In what may mark the end of a stellar 18-year career, the Los Angeles Lakers announced this week that Steve Nash will miss the 2014-15 season due to a back injury.
“As disappointed as we are for ourselves and our fans, we’re even more disappointed for Steve,” Lakers General Manager Mitch Kupchak said in a statement Thursday. “We know how hard he’s worked the last two years to try to get his body right for the rigors of the NBA, and how badly he wants to play, but unfortunately he simply hasn’t been able to get there.”
Nash, a two-time NBA MVP who, at 40, is the league’s oldest active player, has struggled with injuries since signing a three-year, $28 million deal with the Lakers in 2012. According to ESPN, back, knee and hamstring problems have caused Nash to sit out much of the last two seasons, playing just 65 of 164 regular-season games.
Still, there was some optimism this year that the veteran point guard, who seemed to be playing well in the offseason, might be able to find some success on the courts. But after hurting himself while carrying his bags earlier this month, hope began to wane.

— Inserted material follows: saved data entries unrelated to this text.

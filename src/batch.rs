/// Batch analysis of a GPX library
///
/// Each course is analyzed independently, so files are spread over all
/// cores with rayon. Results come back in sorted path order regardless of
/// which thread finished first.

use std::path::{Path, PathBuf};
use std::sync::atomic::{AtomicUsize, Ordering};

use csv::Writer;
use log::{info, warn};
use rayon::prelude::*;
use walkdir::WalkDir;

use crate::config::ParserConfig;
use crate::course::CourseProfile;
use crate::data_validator::{DataQualityReport, DataValidator};
use crate::difficulty::{DifficultyCalculator, DifficultyMetrics};
use crate::error::Result;
use crate::gps_parser::GpsParser;

#[derive(Debug, Clone)]
pub struct CourseAnalysis {
    pub course: CourseProfile,
    pub difficulty: DifficultyMetrics,
    pub data_quality: DataQualityReport,
}

#[derive(Debug)]
pub struct BatchEntry {
    pub path: PathBuf,
    /// Error text for files that could not be parsed.
    pub outcome: std::result::Result<CourseAnalysis, String>,
}

/// Every `.gpx` file under `dir`, sorted.
pub fn find_gpx_files(dir: &Path) -> Result<Vec<PathBuf>> {
    let mut files = Vec::new();
    for entry in WalkDir::new(dir) {
        let entry = entry.map_err(std::io::Error::from)?;
        if !entry.file_type().is_file() {
            continue;
        }
        let is_gpx = entry
            .path()
            .extension()
            .and_then(|e| e.to_str())
            .map(|e| e.eq_ignore_ascii_case("gpx"))
            .unwrap_or(false);
        if is_gpx {
            files.push(entry.path().to_path_buf());
        }
    }
    files.sort();
    Ok(files)
}

pub fn analyze_file(
    path: &Path,
    parser: &GpsParser,
    calculator: &DifficultyCalculator,
    validator: &DataValidator,
) -> Result<CourseAnalysis> {
    let course = parser.parse_gpx_file(path)?;
    let difficulty = calculator.calculate(&course);
    let data_quality = validator.validate(&course);
    Ok(CourseAnalysis {
        course,
        difficulty,
        data_quality,
    })
}

/// Parse, rate and certify every GPX file under `dir` in parallel.
///
/// A file that fails to parse is reported in its entry; it never stops the batch.
pub fn analyze_directory(dir: &Path, config: &ParserConfig) -> Result<Vec<BatchEntry>> {
    let files = find_gpx_files(dir)?;
    info!(
        "Analyzing {} GPX files on {} cores",
        files.len(),
        num_cpus::get()
    );

    let parser = GpsParser::new(config.clone());
    let calculator = DifficultyCalculator::default();
    let validator = DataValidator::default();
    let processed = AtomicUsize::new(0);
    let total = files.len();

    let entries: Vec<BatchEntry> = files
        .par_iter()
        .map(|path| {
            let outcome = analyze_file(path, &parser, &calculator, &validator).map_err(|e| {
                warn!("Failed to analyze {}: {}", path.display(), e);
                e.to_string()
            });
            let count = processed.fetch_add(1, Ordering::Relaxed) + 1;
            info!("Progress: {}/{} ({})", count, total, path.display());
            BatchEntry {
                path: path.clone(),
                outcome,
            }
        })
        .collect();

    let failed = entries.iter().filter(|e| e.outcome.is_err()).count();
    info!("Batch complete: {} analyzed, {} failed", total - failed, failed);
    Ok(entries)
}

pub fn write_summary_csv(entries: &[BatchEntry], output_path: &Path) -> Result<()> {
    let mut wtr = Writer::from_path(output_path)?;

    wtr.write_record([
        "file",
        "name",
        "activity",
        "distance_miles",
        "elevation_gain_ft",
        "climbs",
        "technical_sections",
        "difficulty_rating",
        "gps_quality_score",
        "data_quality_score",
        "valid_for_strategy",
        "error",
    ])?;

    for entry in entries {
        let file = entry
            .path
            .file_name()
            .and_then(|n| n.to_str())
            .unwrap_or("unknown")
            .to_string();

        let record = match &entry.outcome {
            Ok(analysis) => {
                let course = &analysis.course;
                let gps_quality = course
                    .metadata
                    .as_ref()
                    .map(|m| format!("{:.1}", m.data_quality_score()))
                    .unwrap_or_default();
                [
                    file,
                    course.name.clone(),
                    course.activity_type.to_string(),
                    format!("{:.2}", course.distance_miles()),
                    format!("{:.0}", course.elevation_gain_ft()),
                    course.climbs.len().to_string(),
                    course.technical_sections.len().to_string(),
                    format!("{:.1}", analysis.difficulty.overall_rating),
                    gps_quality,
                    format!("{:.1}", analysis.data_quality.overall_score),
                    analysis.data_quality.is_valid_for_strategy().to_string(),
                    String::new(),
                ]
            }
            Err(error) => {
                let mut row: [String; 12] = Default::default();
                row[0] = file;
                row[11] = error.clone();
                row
            }
        };
        wtr.write_record(&record)?;
    }

    wtr.flush()?;
    Ok(())
}

#[cfg(test)]
mod tests {
    use super::*;
    use std::fs;

    fn climb_gpx(name: &str) -> String {
        let mut gpx = format!(
            "<?xml version=\"1.0\"?>\n<gpx version=\"1.1\" creator=\"test\" xmlns=\"http://www.topografix.com/GPX/1/1\">\n<trk><name>{}</name><trkseg>\n",
            name
        );
        for i in 0..60 {
            let lat = 40.0 + i as f64 * 0.001;
            let ele = 1000.0 + if i < 40 { i as f64 * 8.0 } else { 320.0 };
            gpx.push_str(&format!("<trkpt lat=\"{:.4}\" lon=\"-105.0\"><ele>{:.1}</ele></trkpt>\n", lat, ele));
        }
        gpx.push_str("</trkseg></trk>\n</gpx>\n");
        gpx
    }

    #[test]
    fn test_batch_collects_failures_and_sorts() {
        let dir = tempfile::tempdir().unwrap();
        fs::write(dir.path().join("b_hill.gpx"), climb_gpx("Hill")).unwrap();
        fs::write(dir.path().join("a_broken.GPX"), "<gpx><trk>").unwrap();
        fs::write(dir.path().join("notes.txt"), "not a track").unwrap();

        let entries = analyze_directory(dir.path(), &ParserConfig::default()).unwrap();
        assert_eq!(entries.len(), 2);
        assert!(entries[0].path.ends_with("a_broken.GPX"));
        assert!(entries[0].outcome.is_err());

        let analysis = entries[1].outcome.as_ref().unwrap();
        assert_eq!(analysis.course.name, "Hill");
        assert!(!analysis.course.climbs.is_empty());
        assert!((1.0..=10.0).contains(&analysis.difficulty.overall_rating));
    }

    #[test]
    fn test_summary_csv() {
        let dir = tempfile::tempdir().unwrap();
        fs::write(dir.path().join("hill.gpx"), climb_gpx("Hill")).unwrap();
        fs::write(dir.path().join("broken.gpx"), "<gpx>").unwrap();
        let entries = analyze_directory(dir.path(), &ParserConfig::default()).unwrap();

        let csv_path = dir.path().join("summary.csv");
        write_summary_csv(&entries, &csv_path).unwrap();

        let mut reader = csv::Reader::from_path(&csv_path).unwrap();
        let headers = reader.headers().unwrap().clone();
        assert_eq!(headers.len(), 12);
        assert_eq!(&headers[0], "file");
        let rows: Vec<csv::StringRecord> = reader.records().map(|r| r.unwrap()).collect();
        assert_eq!(rows.len(), 2);
        assert_eq!(&rows[0][0], "broken.gpx");
        assert!(!rows[0][11].is_empty());
        assert_eq!(&rows[1][1], "Hill");
        assert_eq!(&rows[1][11], "");
    }
}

“Being on the court this season has been my top priority and it is disappointing to not be able to do that right now,” Nash said in the statement. “I work very hard to stay healthy and unfortunately my recent setback makes performing at full capacity difficult. I will continue to support my team during this period of rest, and will focus on my long-term health.”
The eight-time NBA All-Star, who started his career in the league with the Phoenix Suns in 1996, has said previously that the 2014-15 season will be his last.
"I realize this is my last year," Nash said, per Bleacher report, at the start of camp this year. "There's no guarantee I'll get to play any games this year. The truth is, I have a lot of miles on my back, and a day or two into training camp, it could all be done.”
The Associated Press calls Nash the "greatest player in Canadian history and one of the most complete offensive guards of his generation." He ranks number one in league history in free-throw percentage (90.4), and has 10,335 assists, the third-most in NBA history.